TIM diresmikan oleh Gubernur DKI Jakarta Ali Sadikin tanggal 10 November 1968. Hingga saat ini, TIM mampu menjadi daya tarik bagi masyarakat yang ingin menyaksikan aksi para pelaku seni yang menyajikan karyanya.

TIM yang dikenal sebagai salah satu pusat kesenian dan kebudayaan kerap menampilkan berbagai macam kegiatan seni seperti pementasan drama, pameran lukisan dan pertunjukan film. Semua pertunjukan seni itu kerap ditampilkan di enam teater modern, balai pameran, galeri, gedung arsip, dan satu gedung bioskop. TIM juga dikenal memiliki tempat remaja yang ingin mengasah dan belajar seninya di Institut Kesenian Jakarta dan Planetarium Jakarta.

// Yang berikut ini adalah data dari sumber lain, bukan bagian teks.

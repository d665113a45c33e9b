//! Pipeline stage implementations

mod diversity;
mod fusion;
mod intent;
mod recall;
mod rerank;

pub use diversity::DiversityFilterStage;
pub use fusion::{FusionPolicy, FusionStage};
pub use intent::{IntentAdaptiveStage, QueryIntent};
pub use recall::{ConcurrentRecallStage, GraphRetrievalStage, VectorRetrievalStage};
pub use rerank::{RerankMode, SemanticRerankStage};

use ahash::AHashSet;
use regex::Regex;
use std::sync::OnceLock;

/// Lowercased word tokens of a text
///
/// Shared by the rule reranker, the MMR filter, and the graph stage's
/// degraded entity extraction.
pub(crate) fn tokenize(text: &str) -> AHashSet<String> {
    static WORD: OnceLock<Regex> = OnceLock::new();
    let word = WORD.get_or_init(|| Regex::new(r"\w+").unwrap());

    word.find_iter(&text.to_lowercase())
        .map(|m| m.as_str().to_string())
        .collect()
}

/// Sort results by score descending with a stable doc-id tiebreak
pub(crate) fn sort_by_score(results: &mut [crate::retrieval::RetrievalResult]) {
    results.sort_by(|a, b| {
        b.score
            .partial_cmp(&a.score)
            .unwrap_or(std::cmp::Ordering::Equal)
            .then_with(|| a.doc_id.cmp(&b.doc_id))
    });
}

Namun siapa yang menyangka di balik dikenalnya sebagai pusat kegiatan seni, TIM memiliki banyak cerita misteri. Kisah itu sebagian terjadi saat kawasan TIM yang sebelumnya ternyata adalah Kebun Binatang Jakarta yaitu Taman Raden Saleh (TRS), sebelum dipindahkan ke kawasan Ragunan, Jakarta Selatan.

"Dulu kan di sini kebun binatang, sebelum di Ragunan," kata salah satu petugas parkir TIM, Ahmad Rifai (39).

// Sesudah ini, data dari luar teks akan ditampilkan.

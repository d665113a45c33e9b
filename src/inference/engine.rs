//! Cascade inference engine
//!
//! Runs an ordered list of inference levels, escalating to the next level
//! whenever the current one reports confidence below its threshold. The last
//! level is an unconditional terminal fallback, so the most expensive method
//! is invoked at most once per call and only when every cheaper level was
//! insufficient.

use ahash::AHashMap;
use async_trait::async_trait;
use std::sync::atomic::{AtomicU64, Ordering};
use std::sync::Mutex;
use std::time::{Duration, Instant};

use crate::config::CascadeConfig;
use crate::inference::{InferenceError, InferenceResult};
use crate::traits::UpstreamError;

/// A single tier in the cascade
#[async_trait]
pub trait InferenceLevel: Send + Sync {
    /// Run inference on the input
    async fn infer(&self, input: &str) -> Result<InferenceResult, UpstreamError>;

    /// Stable level identifier used in logs and result metadata
    fn name(&self) -> &str;
}

struct LevelEntry {
    level: Box<dyn InferenceLevel>,
    threshold: f32,
    invocations: AtomicU64,
}

/// Invocation counters for tuning and tests
#[derive(Debug, Clone, PartialEq, Eq)]
pub struct CascadeStats {
    /// (level name, invocation count) in cascade order
    pub level_invocations: Vec<(String, u64)>,
    /// Number of calls answered from the cache
    pub cache_hits: u64,
    /// Number of calls that ran the cascade
    pub cache_misses: u64,
}

struct CacheEntry {
    result: InferenceResult,
    inserted_at: Instant,
}

/// Bounded, TTL-expiring result cache keyed by content hash.
///
/// Entries are write-once: an insert never replaces an existing live entry,
/// so concurrent readers never observe a value changing under them.
struct InferenceCache {
    entries: Mutex<AHashMap<[u8; 32], CacheEntry>>,
    capacity: usize,
    ttl: Duration,
}

impl InferenceCache {
    fn new(capacity: usize, ttl: Duration) -> Self {
        Self {
            entries: Mutex::new(AHashMap::new()),
            capacity,
            ttl,
        }
    }

    fn get(&self, key: &[u8; 32]) -> Option<InferenceResult> {
        let entries = self.entries.lock().unwrap();
        entries
            .get(key)
            .filter(|entry| entry.inserted_at.elapsed() < self.ttl)
            .map(|entry| entry.result.clone())
    }

    fn insert(&self, key: [u8; 32], result: InferenceResult) {
        let mut entries = self.entries.lock().unwrap();

        if let Some(existing) = entries.get(&key) {
            if existing.inserted_at.elapsed() < self.ttl {
                // Write-once: keep the existing live entry
                return;
            }
        }

        if entries.len() >= self.capacity {
            let ttl = self.ttl;
            entries.retain(|_, entry| entry.inserted_at.elapsed() < ttl);
        }

        if entries.len() >= self.capacity {
            // Still full after expiry sweep: evict the oldest entry
            if let Some(oldest) = entries
                .iter()
                .min_by_key(|(_, entry)| entry.inserted_at)
                .map(|(key, _)| *key)
            {
                entries.remove(&oldest);
            }
        }

        entries.insert(
            key,
            CacheEntry {
                result,
                inserted_at: Instant::now(),
            },
        );
    }
}

/// Multi-level escalation engine for inference tasks
pub struct CascadeInferenceEngine {
    /// Task name, namespaces cache keys and shows up in logs
    task: String,
    levels: Vec<LevelEntry>,
    cache: Option<InferenceCache>,
    cache_hits: AtomicU64,
    cache_misses: AtomicU64,
}

impl CascadeInferenceEngine {
    /// Create an engine for the given task with no cache
    pub fn new(task: impl Into<String>) -> Self {
        Self {
            task: task.into(),
            levels: Vec::new(),
            cache: None,
            cache_hits: AtomicU64::new(0),
            cache_misses: AtomicU64::new(0),
        }
    }

    /// Create an engine configured from `CascadeConfig`
    pub fn from_config(task: impl Into<String>, config: &CascadeConfig) -> Self {
        let mut engine = Self::new(task);
        if config.cache_enabled {
            engine.cache = Some(InferenceCache::new(
                config.cache_capacity,
                Duration::from_secs(config.cache_ttl_secs),
            ));
        }
        engine
    }

    /// Enable the content-hash result cache
    pub fn with_cache(mut self, capacity: usize, ttl: Duration) -> Self {
        self.cache = Some(InferenceCache::new(capacity, ttl));
        self
    }

    /// Append a level with its confidence threshold (chainable)
    ///
    /// The threshold of the last level is irrelevant: it is the terminal
    /// fallback and its result is always accepted.
    pub fn add_level(mut self, level: Box<dyn InferenceLevel>, threshold: f32) -> Self {
        self.levels.push(LevelEntry {
            level,
            threshold,
            invocations: AtomicU64::new(0),
        });
        self
    }

    /// Run the cascade on the given input
    pub async fn infer(&self, input: &str) -> Result<InferenceResult, InferenceError> {
        if self.levels.is_empty() {
            return Err(InferenceError::NoLevels);
        }

        let cache_key = self.cache.as_ref().map(|_| self.cache_key(input));

        if let (Some(cache), Some(key)) = (&self.cache, &cache_key) {
            if let Some(result) = cache.get(key) {
                self.cache_hits.fetch_add(1, Ordering::Relaxed);
                tracing::debug!(task = %self.task, "cascade cache hit");
                return Ok(result);
            }
        }
        self.cache_misses.fetch_add(1, Ordering::Relaxed);

        let start = Instant::now();
        let last = self.levels.len() - 1;
        let mut escalations = 0u32;

        for (index, entry) in self.levels.iter().enumerate() {
            let terminal = index == last;
            entry.invocations.fetch_add(1, Ordering::Relaxed);

            let outcome = entry.level.infer(input).await;

            let mut result = match outcome {
                Ok(result) => result,
                Err(err) if terminal => {
                    return Err(InferenceError::TerminalLevel {
                        level: entry.level.name().to_string(),
                        message: err.to_string(),
                    });
                }
                Err(err) => {
                    // Degrade and escalate: a failed non-terminal level is
                    // treated as zero confidence.
                    tracing::warn!(
                        task = %self.task,
                        level = entry.level.name(),
                        error = %err,
                        "inference level failed, escalating"
                    );
                    escalations += 1;
                    continue;
                }
            };

            if result.confidence >= entry.threshold || terminal {
                result.metadata.insert(
                    "latency_ms".to_string(),
                    serde_json::json!(start.elapsed().as_millis() as u64),
                );
                result
                    .metadata
                    .insert("escalations".to_string(), serde_json::json!(escalations));

                if let (Some(cache), Some(key)) = (&self.cache, cache_key) {
                    cache.insert(key, result.clone());
                }

                tracing::debug!(
                    task = %self.task,
                    level = %result.level,
                    confidence = result.confidence,
                    escalations,
                    "cascade settled"
                );
                return Ok(result);
            }

            tracing::debug!(
                task = %self.task,
                level = entry.level.name(),
                confidence = result.confidence,
                threshold = entry.threshold,
                "confidence below threshold, escalating"
            );
            escalations += 1;
        }

        // Unreachable: the terminal iteration always returns.
        Err(InferenceError::NoLevels)
    }

    /// Snapshot of invocation and cache counters
    pub fn stats(&self) -> CascadeStats {
        CascadeStats {
            level_invocations: self
                .levels
                .iter()
                .map(|entry| {
                    (
                        entry.level.name().to_string(),
                        entry.invocations.load(Ordering::Relaxed),
                    )
                })
                .collect(),
            cache_hits: self.cache_hits.load(Ordering::Relaxed),
            cache_misses: self.cache_misses.load(Ordering::Relaxed),
        }
    }

    /// Number of configured levels
    pub fn level_count(&self) -> usize {
        self.levels.len()
    }

    fn cache_key(&self, input: &str) -> [u8; 32] {
        let mut hasher = blake3::Hasher::new();
        hasher.update(self.task.as_bytes());
        hasher.update(&[0]);
        hasher.update(input.as_bytes());
        *hasher.finalize().as_bytes()
    }
}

Tidak hanya TIM, Gedung Kesenian Jakarta (GKJ) yang terletak di sekitar kawasan Pasar Baru, Jakarta pusat, menyimpan cerita misteri yang menjadi daya tarik untuk ditelusuri lebih dalam.

Konon gedung peninggalan zaman penjajah Belanda itu menyimpan cerita misteri tersendiri. Salah satunya yang tersohor dengan cerita penampakan wanita Belanda atau none Belanda saat pementasan sedang berlangsung.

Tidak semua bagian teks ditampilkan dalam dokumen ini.